= Sound clash =

Competition in reggae and dancehall music

A sound clash is a musical competition in which members of opposing sound systems pit their skills against each other. Sound clashes take place in a variety of venues, both indoors and outdoors, and primarily feature reggae and dancehall music. The object is to beat or "kill" the competition.

In Jamaica, sound clashes, with their "violently martial ethos", date back at least to the 1950s, when systems such as Tom the Great Sebastian and Duke Reid's the Trojan clashed in the old Back-O-Wall (now Tivoli Gardens) neighborhood of Kingston. Sometimes these clashes turned violent, with one system destroying the other system's equipment. The first reported clash was between Tom the Great Sebastian and Count Nick in 1952.

Although sound clashes are perhaps most commonly associated with Jamaica, they also form an integral part of Black British culture in London, with early proponents such as Jah Shaka running sound systems and engaging in sound clashes as early as the 1970s. Franco Rosso's 1980 film Babylon offered a look into London's sound system and sound clash culture, focusing on the Deptford and Brixton areas.

==Characteristics==
In the early days of sound clashes, in Jamaican dancehall culture, sound systems would bring their own sound equipment—heavy bass sounds (that can be heard miles away) are especially important.

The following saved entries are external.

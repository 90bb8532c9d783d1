use serde::{Deserialize, Serialize};

/// Vehicle types with fixed per-km emission factors (kg CO2/km).
#[derive(Debug, Clone, Copy, PartialEq, Eq, Hash, Default, Serialize, Deserialize)]
#[serde(rename_all = "snake_case")]
pub enum VehicleType {
    #[default]
    PetrolCar,
    DieselCar,
    Hybrid,
    Electric,
    Motorcycle,
    Bus,
    Train,
    Bicycle,
    Walking,
}

impl VehicleType {
    pub const ALL: [VehicleType; 9] = [
        VehicleType::PetrolCar,
        VehicleType::DieselCar,
        VehicleType::Hybrid,
        VehicleType::Electric,
        VehicleType::Motorcycle,
        VehicleType::Bus,
        VehicleType::Train,
        VehicleType::Bicycle,
        VehicleType::Walking,
    ];

    /// Emission factor in kg CO2 per km.
    pub fn emission_factor(self) -> f64 {
        match self {
            VehicleType::PetrolCar => 0.170,
            VehicleType::DieselCar => 0.165,
            VehicleType::Hybrid => 0.110,
            VehicleType::Electric => 0.053,
            VehicleType::Motorcycle => 0.113,
            VehicleType::Bus => 0.089,
            VehicleType::Train => 0.041,
            VehicleType::Bicycle => 0.000,
            VehicleType::Walking => 0.000,
        }
    }

    pub fn name(self) -> &'static str {
        match self {
            VehicleType::PetrolCar => "petrol_car",
            VehicleType::DieselCar => "diesel_car",
            VehicleType::Hybrid => "hybrid",
            VehicleType::Electric => "electric",
            VehicleType::Motorcycle => "motorcycle",
            VehicleType::Bus => "bus",
            VehicleType::Train => "train",
            VehicleType::Bicycle => "bicycle",
            VehicleType::Walking => "walking",
        }
    }

    /// Parse a snake_case name, case-insensitively.
    pub fn from_name(name: &str) -> Option<Self> {
        let name = name.trim().to_lowercase();
        Self::ALL.into_iter().find(|v| v.name() == name)
    }

    /// Parse a name, falling back to the petrol-car default for unknown or
    /// missing values.
    pub fn from_name_or_default(name: Option<&str>) -> Self {
        match name {
            Some(n) => Self::from_name(n).unwrap_or_else(|| {
                tracing::debug!(vehicle_type = %n, "unknown vehicle type, using petrol_car");
                Self::default()
            }),
            None => Self::default(),
        }
    }
}
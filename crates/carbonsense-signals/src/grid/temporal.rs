//! Deterministic time-of-day grid model for India. No network access.

use carbonsense_core::models::{
    Confidence, GridReading, Method, SignalMeta, TemporalComponents,
};

pub const SOURCE: &str = "Temporal Model";

const BASE_INTENSITY: f64 = 700.0;
const DAYTIME_ADJUSTMENT: f64 = 50.0;
const NIGHT_ADJUSTMENT: f64 = -100.0;
const SHOULDER_ADJUSTMENT: f64 = 20.0;
const WEEKEND_ADJUSTMENT: f64 = -30.0;

/// Time-of-day adjustment for `hour`: daytime 9–21, night before 6 or from
/// 22, shoulder otherwise.
pub fn time_adjustment(hour: u32, is_weekend: bool) -> f64 {
    let band = if (9..=21).contains(&hour) {
        DAYTIME_ADJUSTMENT
    } else if hour < 6 || hour >= 22 {
        NIGHT_ADJUSTMENT
    } else {
        SHOULDER_ADJUSTMENT
    };
    if is_weekend {
        band + WEEKEND_ADJUSTMENT
    } else {
        band
    }
}

/// Estimate intensity for `hour`. Always succeeds.
pub fn estimate(hour: u32, is_weekend: bool, timestamp: String) -> GridReading {
    let adjustment = time_adjustment(hour, is_weekend);
    GridReading {
        intensity_gco2_kwh: BASE_INTENSITY + adjustment,
        meta: SignalMeta {
            source: SOURCE.to_string(),
            location: "India".to_string(),
            timestamp,
            confidence: Confidence::Medium,
            method: Method::Temporal,
        },
        components: Some(TemporalComponents {
            base: BASE_INTENSITY,
            time_adjustment: adjustment,
            hour,
            is_weekend,
        }),
        comparison: None,
    }
}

Sound clashes typically play Jamaican music from 1950 up to present recorded singles, and often utilize exclusive dubplates. Occasionally, sound systems would go so far as to pay artists to secure exclusive use of dubplates.

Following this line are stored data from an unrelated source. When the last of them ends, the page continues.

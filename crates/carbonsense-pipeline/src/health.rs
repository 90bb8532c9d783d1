//! `/health` descriptor.

use std::collections::BTreeMap;

use serde::{Deserialize, Serialize};

use carbonsense_core::config::ProviderCredentials;
use carbonsense_core::constants::VERSION;
use carbonsense_core::models::Domain;

use crate::registry::ModelRegistry;

#[derive(Debug, Clone, Copy, PartialEq, Eq, Serialize, Deserialize)]
#[serde(rename_all = "lowercase")]
pub enum ProviderState {
    Configured,
    Unconfigured,
}

impl ProviderState {
    fn from_flag(configured: bool) -> Self {
        if configured {
            Self::Configured
        } else {
            Self::Unconfigured
        }
    }
}

#[derive(Debug, Clone, PartialEq, Serialize, Deserialize)]
pub struct ProviderStatus {
    /// The UK Carbon Intensity API needs no key.
    pub grid_uk: ProviderState,
    pub grid_california: ProviderState,
    pub traffic_realtime: ProviderState,
    pub weather: ProviderState,
}

impl ProviderStatus {
    pub fn from_credentials(credentials: &ProviderCredentials) -> Self {
        Self {
            grid_uk: ProviderState::Configured,
            grid_california: ProviderState::from_flag(credentials.has_california_grid()),
            traffic_realtime: ProviderState::from_flag(credentials.has_routing()),
            weather: ProviderState::from_flag(credentials.openweather_key.is_some()),
        }
    }
}

#[derive(Debug, Clone, PartialEq, Serialize, Deserialize)]
pub struct HealthReport {
    pub status: String,
    pub version: String,
    pub models_loaded: BTreeMap<Domain, usize>,
    pub explainers_loaded: BTreeMap<Domain, usize>,
    pub providers: ProviderStatus,
    pub features: Vec<String>,
}

const FEATURES: [&str; 8] = [
    "Real-time UK grid intensity (Carbon Intensity API)",
    "Real-time California grid (WattTime/ElectricityMaps)",
    "Temporal modeling for India",
    "Real-time traffic (TomTom/Google Maps) with time-of-day fallback",
    "Context-aware emission adjustments",
    "Uncertainty quantification (Bayesian)",
    "SHAP explainability (RF, XGBoost)",
    "24-hour temporal optimization",
];

/// Static capability descriptor.
pub fn report(registry: &ModelRegistry, providers: &ProviderStatus) -> HealthReport {
    let per_domain = |count: &dyn Fn(Domain) -> usize| {
        Domain::ALL.iter().map(|&d| (d, count(d))).collect::<BTreeMap<_, _>>()
    };

    HealthReport {
        status: "healthy".to_string(),
        version: VERSION.to_string(),
        models_loaded: per_domain(&|d| registry.model_count(d)),
        explainers_loaded: per_domain(&|d| registry.explainer_count(d)),
        providers: providers.clone(),
        features: FEATURES.iter().map(|f| f.to_string()).collect(),
    }
}
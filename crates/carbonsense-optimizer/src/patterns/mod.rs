//! Empirical time-of-day patterns.
//!
//! The two domains project the baseline differently: grid intensity is
//! scaled directly by a diurnal factor, while traffic blends the baseline
//! with a target multiplier according to how far ahead the slot is.

pub mod grid;
pub mod traffic;
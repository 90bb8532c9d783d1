use serde::{Deserialize, Serialize};

use super::defaults;

/// Training-time assumptions the context-aware adjustments are relative to.
#[derive(Debug, Clone, PartialEq, Serialize, Deserialize)]
#[serde(default)]
pub struct ContextConfig {
    /// Static grid intensity (gCO2/kWh) baked into the energy training labels.
    pub training_grid_intensity: f64,
    /// Per-km factor (kg CO2/km) baked into the transport training labels.
    pub training_transport_factor: f64,
}

impl Default for ContextConfig {
    fn default() -> Self {
        Self {
            training_grid_intensity: defaults::DEFAULT_TRAINING_GRID_INTENSITY,
            training_transport_factor: defaults::DEFAULT_TRAINING_TRANSPORT_FACTOR,
        }
    }
}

Appreciation for the dubplates and riddims played are shown in the form of "forwards", a surge of the crowd towards the front of the dance/towards the DJ booth. In particular, a "deep forward" originates from the back of a dance, where the aficionados (or "heads") typically stand.

==Rules==
The first round is no elimination, each sound system plays a set time. Second round each sound system plays but one sound system being eliminated by poor performance, poor quality or by playing back a song. Elimination continues until two sounds are left, for example Bredda Hype sound vs Sound Trooper. The time interval gets shorter and shorter, with the introduction of television clashes, so when playing returns to one sound again, they may only play a shorter time, 15 minutes. Near the end of the clash they go song on song or "Dub fi dub".

Traditionally, all dubplates must feature the DJ's name, marking it as exclusive for that particular DJ, otherwise the DJ faces instant disqualification. Also, if a DJ were to play a dubplate based on a "riddim" already played during the clash he/she could face disqualification.

Where only two sound systems are playing, winning is based on 10 dub plates in tune for tune, regardless of who leads all night.